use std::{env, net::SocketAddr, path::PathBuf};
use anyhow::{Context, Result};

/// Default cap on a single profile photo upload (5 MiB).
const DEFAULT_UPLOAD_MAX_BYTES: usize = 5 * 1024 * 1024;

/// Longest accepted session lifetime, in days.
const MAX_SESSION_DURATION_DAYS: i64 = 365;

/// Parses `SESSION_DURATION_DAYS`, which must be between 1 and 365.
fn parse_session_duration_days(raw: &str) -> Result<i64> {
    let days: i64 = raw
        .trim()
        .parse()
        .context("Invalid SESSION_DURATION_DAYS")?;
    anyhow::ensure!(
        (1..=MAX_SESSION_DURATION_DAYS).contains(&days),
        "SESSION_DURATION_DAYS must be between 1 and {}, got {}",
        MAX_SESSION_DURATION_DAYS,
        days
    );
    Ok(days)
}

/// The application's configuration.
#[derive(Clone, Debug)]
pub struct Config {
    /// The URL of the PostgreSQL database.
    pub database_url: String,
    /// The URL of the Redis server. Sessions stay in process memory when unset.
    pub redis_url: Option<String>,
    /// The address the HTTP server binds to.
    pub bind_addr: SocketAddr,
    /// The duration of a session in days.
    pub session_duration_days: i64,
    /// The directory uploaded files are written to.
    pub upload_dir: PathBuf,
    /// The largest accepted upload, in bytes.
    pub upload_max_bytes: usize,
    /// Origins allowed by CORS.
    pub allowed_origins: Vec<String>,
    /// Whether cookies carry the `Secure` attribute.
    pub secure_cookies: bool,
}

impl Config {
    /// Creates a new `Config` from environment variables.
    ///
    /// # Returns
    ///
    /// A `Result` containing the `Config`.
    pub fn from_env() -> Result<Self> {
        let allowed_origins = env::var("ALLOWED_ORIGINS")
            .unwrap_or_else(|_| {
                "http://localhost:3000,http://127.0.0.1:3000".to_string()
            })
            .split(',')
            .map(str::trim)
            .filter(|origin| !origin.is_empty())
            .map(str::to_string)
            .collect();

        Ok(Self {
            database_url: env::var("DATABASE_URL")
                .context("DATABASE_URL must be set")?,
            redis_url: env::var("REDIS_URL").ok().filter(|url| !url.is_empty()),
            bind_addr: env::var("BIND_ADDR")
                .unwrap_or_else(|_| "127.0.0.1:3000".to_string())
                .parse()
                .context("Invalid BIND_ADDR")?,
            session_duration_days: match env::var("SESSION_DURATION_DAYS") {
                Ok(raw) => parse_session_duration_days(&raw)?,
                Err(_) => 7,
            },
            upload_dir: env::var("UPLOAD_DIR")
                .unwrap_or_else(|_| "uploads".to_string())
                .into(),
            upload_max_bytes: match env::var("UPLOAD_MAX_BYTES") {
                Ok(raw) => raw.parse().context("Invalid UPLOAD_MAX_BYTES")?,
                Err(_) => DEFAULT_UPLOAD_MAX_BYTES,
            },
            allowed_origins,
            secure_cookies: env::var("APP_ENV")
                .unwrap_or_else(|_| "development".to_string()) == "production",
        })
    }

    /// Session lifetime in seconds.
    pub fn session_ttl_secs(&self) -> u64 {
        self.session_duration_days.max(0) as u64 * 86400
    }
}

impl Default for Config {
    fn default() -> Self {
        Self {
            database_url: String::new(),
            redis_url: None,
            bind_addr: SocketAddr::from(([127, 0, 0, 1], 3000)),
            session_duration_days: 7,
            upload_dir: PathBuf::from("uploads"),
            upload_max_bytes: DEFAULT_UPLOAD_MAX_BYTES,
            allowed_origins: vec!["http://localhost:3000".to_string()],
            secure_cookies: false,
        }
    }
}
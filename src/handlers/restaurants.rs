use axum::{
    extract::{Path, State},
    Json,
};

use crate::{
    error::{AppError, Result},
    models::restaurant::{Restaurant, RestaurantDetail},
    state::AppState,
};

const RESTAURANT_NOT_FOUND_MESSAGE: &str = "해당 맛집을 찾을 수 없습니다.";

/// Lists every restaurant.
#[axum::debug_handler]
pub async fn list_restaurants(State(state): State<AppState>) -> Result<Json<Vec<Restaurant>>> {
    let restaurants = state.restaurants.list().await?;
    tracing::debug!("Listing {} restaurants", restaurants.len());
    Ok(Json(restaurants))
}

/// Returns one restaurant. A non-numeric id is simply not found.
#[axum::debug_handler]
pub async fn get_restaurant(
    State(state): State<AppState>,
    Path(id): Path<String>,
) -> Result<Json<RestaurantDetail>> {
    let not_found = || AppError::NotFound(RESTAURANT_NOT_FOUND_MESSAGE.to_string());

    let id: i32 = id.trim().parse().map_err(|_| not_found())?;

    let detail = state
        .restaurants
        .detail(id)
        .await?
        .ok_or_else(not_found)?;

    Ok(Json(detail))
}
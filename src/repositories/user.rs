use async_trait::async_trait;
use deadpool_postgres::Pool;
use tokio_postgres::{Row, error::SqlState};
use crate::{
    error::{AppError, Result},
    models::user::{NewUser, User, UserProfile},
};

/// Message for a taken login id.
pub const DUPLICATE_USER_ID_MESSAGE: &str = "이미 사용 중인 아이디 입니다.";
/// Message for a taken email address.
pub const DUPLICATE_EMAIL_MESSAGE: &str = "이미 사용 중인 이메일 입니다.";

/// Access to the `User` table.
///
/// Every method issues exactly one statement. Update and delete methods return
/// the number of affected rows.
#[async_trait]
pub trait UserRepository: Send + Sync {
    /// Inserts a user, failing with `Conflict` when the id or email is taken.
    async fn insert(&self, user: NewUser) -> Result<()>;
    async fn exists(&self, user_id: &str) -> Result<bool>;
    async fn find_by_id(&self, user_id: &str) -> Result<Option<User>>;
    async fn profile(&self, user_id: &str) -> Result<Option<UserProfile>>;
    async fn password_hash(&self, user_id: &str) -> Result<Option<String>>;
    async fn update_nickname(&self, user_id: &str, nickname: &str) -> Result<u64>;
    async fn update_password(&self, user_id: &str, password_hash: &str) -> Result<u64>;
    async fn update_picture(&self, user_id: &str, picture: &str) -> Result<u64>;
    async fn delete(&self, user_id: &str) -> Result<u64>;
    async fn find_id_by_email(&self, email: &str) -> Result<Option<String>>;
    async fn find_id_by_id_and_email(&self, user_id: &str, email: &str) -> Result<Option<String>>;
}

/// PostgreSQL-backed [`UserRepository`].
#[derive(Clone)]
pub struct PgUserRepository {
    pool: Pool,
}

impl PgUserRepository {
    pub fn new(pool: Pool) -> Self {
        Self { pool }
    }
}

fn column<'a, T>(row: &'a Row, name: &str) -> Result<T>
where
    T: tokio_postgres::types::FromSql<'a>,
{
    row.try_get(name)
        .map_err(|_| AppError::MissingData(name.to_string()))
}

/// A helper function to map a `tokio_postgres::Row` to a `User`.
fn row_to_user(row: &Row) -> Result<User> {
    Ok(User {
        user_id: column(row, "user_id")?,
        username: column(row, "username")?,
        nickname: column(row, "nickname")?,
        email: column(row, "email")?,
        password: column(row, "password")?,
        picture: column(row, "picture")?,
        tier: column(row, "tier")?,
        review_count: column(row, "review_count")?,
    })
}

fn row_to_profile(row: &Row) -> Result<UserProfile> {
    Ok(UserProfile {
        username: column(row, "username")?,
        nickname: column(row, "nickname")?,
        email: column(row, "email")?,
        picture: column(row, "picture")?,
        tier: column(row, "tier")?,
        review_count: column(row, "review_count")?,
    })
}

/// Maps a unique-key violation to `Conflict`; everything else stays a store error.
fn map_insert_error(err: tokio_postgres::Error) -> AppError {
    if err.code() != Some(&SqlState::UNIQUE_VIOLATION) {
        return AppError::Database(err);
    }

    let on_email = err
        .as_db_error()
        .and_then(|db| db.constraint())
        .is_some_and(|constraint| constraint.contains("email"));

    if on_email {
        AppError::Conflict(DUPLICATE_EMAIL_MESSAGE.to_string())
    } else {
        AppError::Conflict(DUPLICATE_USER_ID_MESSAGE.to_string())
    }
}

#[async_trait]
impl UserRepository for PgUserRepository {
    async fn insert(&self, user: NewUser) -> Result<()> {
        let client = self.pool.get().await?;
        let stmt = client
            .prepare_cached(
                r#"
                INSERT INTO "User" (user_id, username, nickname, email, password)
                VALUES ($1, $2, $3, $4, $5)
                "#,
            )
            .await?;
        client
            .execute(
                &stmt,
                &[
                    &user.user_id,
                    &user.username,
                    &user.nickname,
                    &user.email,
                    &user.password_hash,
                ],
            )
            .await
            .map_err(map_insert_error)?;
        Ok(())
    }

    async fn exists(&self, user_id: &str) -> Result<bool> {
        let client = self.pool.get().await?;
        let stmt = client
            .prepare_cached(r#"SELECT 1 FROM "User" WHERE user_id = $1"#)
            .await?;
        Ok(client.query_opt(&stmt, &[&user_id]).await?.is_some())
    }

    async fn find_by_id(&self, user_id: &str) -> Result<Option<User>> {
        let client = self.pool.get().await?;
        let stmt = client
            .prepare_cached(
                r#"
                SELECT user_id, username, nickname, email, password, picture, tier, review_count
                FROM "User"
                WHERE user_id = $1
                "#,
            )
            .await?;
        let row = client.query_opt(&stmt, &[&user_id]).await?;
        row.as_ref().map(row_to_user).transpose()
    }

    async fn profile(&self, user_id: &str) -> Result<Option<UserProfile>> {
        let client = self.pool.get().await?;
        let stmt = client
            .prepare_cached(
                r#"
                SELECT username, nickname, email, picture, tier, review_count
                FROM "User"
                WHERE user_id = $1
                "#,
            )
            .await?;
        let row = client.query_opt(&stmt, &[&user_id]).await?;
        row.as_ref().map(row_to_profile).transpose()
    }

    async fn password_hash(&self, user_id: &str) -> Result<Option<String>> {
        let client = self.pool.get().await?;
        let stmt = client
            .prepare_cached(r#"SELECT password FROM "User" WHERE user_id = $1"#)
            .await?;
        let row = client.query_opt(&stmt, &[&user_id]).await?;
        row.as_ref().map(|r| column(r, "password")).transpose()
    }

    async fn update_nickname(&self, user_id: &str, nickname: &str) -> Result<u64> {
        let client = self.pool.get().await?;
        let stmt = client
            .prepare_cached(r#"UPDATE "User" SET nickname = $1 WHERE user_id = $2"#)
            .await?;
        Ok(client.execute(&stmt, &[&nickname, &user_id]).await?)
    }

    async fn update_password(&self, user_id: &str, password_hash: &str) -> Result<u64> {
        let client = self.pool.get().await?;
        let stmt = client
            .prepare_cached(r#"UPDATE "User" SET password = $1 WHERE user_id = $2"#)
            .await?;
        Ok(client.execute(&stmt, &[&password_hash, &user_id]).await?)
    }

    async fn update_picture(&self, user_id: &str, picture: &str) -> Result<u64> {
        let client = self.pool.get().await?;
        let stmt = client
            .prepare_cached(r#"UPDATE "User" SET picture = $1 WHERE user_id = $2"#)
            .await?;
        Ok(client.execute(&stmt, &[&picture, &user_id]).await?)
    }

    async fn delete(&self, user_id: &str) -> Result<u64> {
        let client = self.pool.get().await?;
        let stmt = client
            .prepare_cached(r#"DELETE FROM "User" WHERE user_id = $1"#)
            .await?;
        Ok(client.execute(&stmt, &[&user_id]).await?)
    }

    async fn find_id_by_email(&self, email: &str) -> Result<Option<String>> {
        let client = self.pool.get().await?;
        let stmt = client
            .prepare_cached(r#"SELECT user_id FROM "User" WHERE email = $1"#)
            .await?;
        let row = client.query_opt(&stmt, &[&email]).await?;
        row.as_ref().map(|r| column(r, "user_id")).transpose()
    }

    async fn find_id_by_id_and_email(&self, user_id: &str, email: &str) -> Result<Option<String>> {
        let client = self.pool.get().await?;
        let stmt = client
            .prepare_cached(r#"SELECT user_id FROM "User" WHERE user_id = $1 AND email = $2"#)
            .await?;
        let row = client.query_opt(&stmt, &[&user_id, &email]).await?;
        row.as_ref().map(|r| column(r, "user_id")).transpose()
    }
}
┄┄┄┄┄┄┄┄┄┄
The task —
Select from the material above each line in which the string "SqlState" appears, and list those lines.

Reply to the exercise —
use tokio_postgres::{Row, error::SqlState};
    if err.code() != Some(&SqlState::UNIQUE_VIOLATION) {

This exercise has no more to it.